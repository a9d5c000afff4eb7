use image::{GrayImage, Luma, RgbaImage};
use kurbo::{Point, RoundedRect, Shape as _};

use crate::foundation::core::Canvas;
use crate::foundation::error::{ReelError, ReelResult};
use crate::foundation::math::mul_div255_u8;

/// Samples per axis for anti-aliased corner pixels.
const SUPERSAMPLE: u32 = 4;

/// Rasterize an 8-bit coverage mask of a rounded rectangle filling `size`.
///
/// The radius is clamped to half the shorter side. Only the four `r x r` corner boxes are
/// supersampled; every other pixel is fully covered.
pub fn rounded_rect_mask(size: Canvas, radius: u32) -> GrayImage {
    let (w, h) = (size.width, size.height);
    let mut mask = GrayImage::from_pixel(w, h, Luma([255u8]));
    let r = radius.min(w / 2).min(h / 2);
    if r == 0 {
        return mask;
    }

    let shape = RoundedRect::new(0.0, 0.0, f64::from(w), f64::from(h), f64::from(r));
    let step = 1.0 / f64::from(SUPERSAMPLE);
    let total = SUPERSAMPLE * SUPERSAMPLE;

    let xs = (0..r).chain(w - r..w);
    for x in xs {
        for y in (0..r).chain(h - r..h) {
            let mut hits = 0u32;
            for sy in 0..SUPERSAMPLE {
                for sx in 0..SUPERSAMPLE {
                    let pt = Point::new(
                        f64::from(x) + (f64::from(sx) + 0.5) * step,
                        f64::from(y) + (f64::from(sy) + 0.5) * step,
                    );
                    if shape.contains(pt) {
                        hits += 1;
                    }
                }
            }
            let coverage = ((hits * 255 + total / 2) / total) as u8;
            mask.put_pixel(x, y, Luma([coverage]));
        }
    }
    mask
}

/// Multiply the straight alpha channel of `img` by `mask`.
pub fn apply_mask(img: &mut RgbaImage, mask: &GrayImage) -> ReelResult<()> {
    if img.dimensions() != mask.dimensions() {
        return Err(ReelError::composition(format!(
            "mask is {:?}, image is {:?}",
            mask.dimensions(),
            img.dimensions()
        )));
    }
    for (px, m) in img.pixels_mut().zip(mask.pixels()) {
        px.0[3] = mul_div255_u8(u16::from(px.0[3]), u16::from(m.0[0]));
    }
    Ok(())
}

#[cfg(test)]
#[path = "../../tests/unit/overlay/mask.rs"]
mod tests;
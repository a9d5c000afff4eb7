use std::path::{Path, PathBuf};

use anyhow::Context as _;
use clap::{Parser, Subcommand, ValueEnum};
use tracing_subscriber::{layer::SubscriberExt as _, util::SubscriberInitExt as _};

#[derive(Parser, Debug)]
#[command(name = "reelcast", version)]
struct Cli {
    #[command(subcommand)]
    cmd: Command,
}

#[derive(Subcommand, Debug)]
enum Command {
    /// Render the final video (requires `ffmpeg` and `ffprobe` on PATH).
    Render(RenderArgs),
    /// Resolve durations and print the timeline as JSON without rendering.
    Plan(PlanArgs),
    /// Write a copy of an image with rounded, transparent corners.
    Mask(MaskArgs),
}

#[derive(Parser, Debug)]
struct RenderArgs {
    /// Configuration JSON; defaults are used when omitted.
    #[arg(long)]
    config: Option<PathBuf>,

    /// Job manifest JSON listing the segments.
    #[arg(long)]
    job: PathBuf,

    /// Background video (overrides the config).
    #[arg(long)]
    background: Option<PathBuf>,

    /// Output path (overrides the config).
    #[arg(long)]
    out: Option<PathBuf>,

    /// Fixed seed for background sampling.
    #[arg(long)]
    seed: Option<u64>,

    /// What to do when the background is shorter than the timeline.
    #[arg(long, value_enum)]
    policy: Option<PolicyChoice>,

    /// Keep the working directory after a successful run.
    #[arg(long)]
    keep_workdir: bool,
}

#[derive(Parser, Debug)]
struct PlanArgs {
    #[arg(long)]
    config: Option<PathBuf>,

    #[arg(long)]
    job: PathBuf,
}

#[derive(Parser, Debug)]
struct MaskArgs {
    /// Input image.
    #[arg(long = "in")]
    in_path: PathBuf,

    /// Output PNG path.
    #[arg(long)]
    out: PathBuf,

    /// Corner radius in pixels.
    #[arg(long, default_value_t = 12)]
    radius: u32,
}

#[derive(Clone, Copy, Debug, ValueEnum)]
enum PolicyChoice {
    Fail,
    Clamp,
}

impl From<PolicyChoice> for reelcast::ShortSourcePolicy {
    fn from(choice: PolicyChoice) -> Self {
        match choice {
            PolicyChoice::Fail => Self::Fail,
            PolicyChoice::Clamp => Self::Clamp,
        }
    }
}

fn main() -> anyhow::Result<()> {
    tracing_subscriber::registry()
        .with(
            tracing_subscriber::EnvFilter::try_from_default_env()
                .unwrap_or_else(|_| "reelcast=info".into()),
        )
        .with(tracing_subscriber::fmt::layer().with_writer(std::io::stderr))
        .init();

    let cli = Cli::parse();
    match cli.cmd {
        Command::Render(args) => cmd_render(args),
        Command::Plan(args) => cmd_plan(args),
        Command::Mask(args) => cmd_mask(args),
    }
}

fn load_config(path: Option<&Path>) -> anyhow::Result<reelcast::RenderConfig> {
    match path {
        Some(path) => reelcast::RenderConfig::from_json_file(path)
            .with_context(|| format!("load config '{}'", path.display())),
        None => Ok(reelcast::RenderConfig::default()),
    }
}

fn load_job(path: &Path) -> anyhow::Result<reelcast::JobManifest> {
    reelcast::JobManifest::from_json_file(path)
        .with_context(|| format!("load job manifest '{}'", path.display()))
}

fn cmd_render(args: RenderArgs) -> anyhow::Result<()> {
    let mut config = load_config(args.config.as_deref())?;
    if let Some(background) = args.background {
        config.background_path = Some(background);
    }
    if let Some(out) = args.out {
        config.output_path = out;
    }
    if let Some(seed) = args.seed {
        config.seed = Some(seed);
    }
    if let Some(policy) = args.policy {
        config.short_source_policy = policy.into();
    }
    config.keep_workdir |= args.keep_workdir;

    let job = load_job(&args.job)?;
    let report = reelcast::run_pipeline(config, &job.segments)?;

    println!(
        "wrote {} ({:.3}s, {} segments)",
        report.output.path.display(),
        report.output.duration_secs,
        report.timeline.len()
    );
    if !report.dropped.is_empty() {
        println!("dropped: {}", report.dropped.join(", "));
    }
    if let Some(dir) = report.kept_workdir {
        println!("working directory: {}", dir.display());
    }
    Ok(())
}

#[derive(serde::Serialize)]
struct PlanOutput<'a> {
    total_secs: f64,
    segments: &'a [reelcast::Segment],
    dropped: &'a [String],
}

fn cmd_plan(args: PlanArgs) -> anyhow::Result<()> {
    let config = load_config(args.config.as_deref())?;
    let job = load_job(&args.job)?;
    let resolved = reelcast::plan(&config, &job.segments, &reelcast::FfprobeDurations)?;

    let out = PlanOutput {
        total_secs: resolved.timeline.total_secs(),
        segments: resolved.timeline.segments(),
        dropped: &resolved.dropped,
    };
    println!(
        "{}",
        serde_json::to_string_pretty(&out).context("serialize plan")?
    );
    Ok(())
}

fn cmd_mask(args: MaskArgs) -> anyhow::Result<()> {
    let mut img = image::open(&args.in_path)
        .with_context(|| format!("open image '{}'", args.in_path.display()))?
        .to_rgba8();
    let (w, h) = img.dimensions();
    let mask = reelcast::rounded_rect_mask(reelcast::Canvas::new(w, h), args.radius);
    reelcast::overlay::mask::apply_mask(&mut img, &mask)?;

    if let Some(parent) = args.out.parent() {
        std::fs::create_dir_all(parent)
            .with_context(|| format!("create output directory '{}'", parent.display()))?;
    }
    img.save(&args.out)
        .with_context(|| format!("write '{}'", args.out.display()))?;
    println!("wrote {} ({w}x{h}, radius {})", args.out.display(), args.radius);
    Ok(())
}
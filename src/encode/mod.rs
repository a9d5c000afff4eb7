//! Encoding sinks.
//!
//! Sinks consume composited frames in timeline order.

/// `ffmpeg`-based sink (video output via system `ffmpeg`).
pub mod ffmpeg;
/// Generic frame sink trait and built-in sinks.
pub mod sink;
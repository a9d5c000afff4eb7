use rand::SeedableRng;
use rand::rngs::StdRng;

use crate::config::RenderConfig;
use crate::workdir::WorkDir;

/// Everything a stage may read or use besides the previous stages' artifacts.
#[derive(Debug)]
pub struct PipelineContext {
    pub config: RenderConfig,
    /// Randomness for background sampling; seeded from `config.seed` when set.
    pub rng: StdRng,
    pub workdir: WorkDir,
}

impl PipelineContext {
    pub fn new(config: RenderConfig, workdir: WorkDir) -> Self {
        let rng = match config.seed {
            Some(seed) => StdRng::seed_from_u64(seed),
            None => StdRng::from_entropy(),
        };
        Self {
            config,
            rng,
            workdir,
        }
    }
}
+ + + + + + +
● **TASK BRIEF**: Respond with only the number of lines in the records that include the word "PipelineContext".

● **RESULT**: 2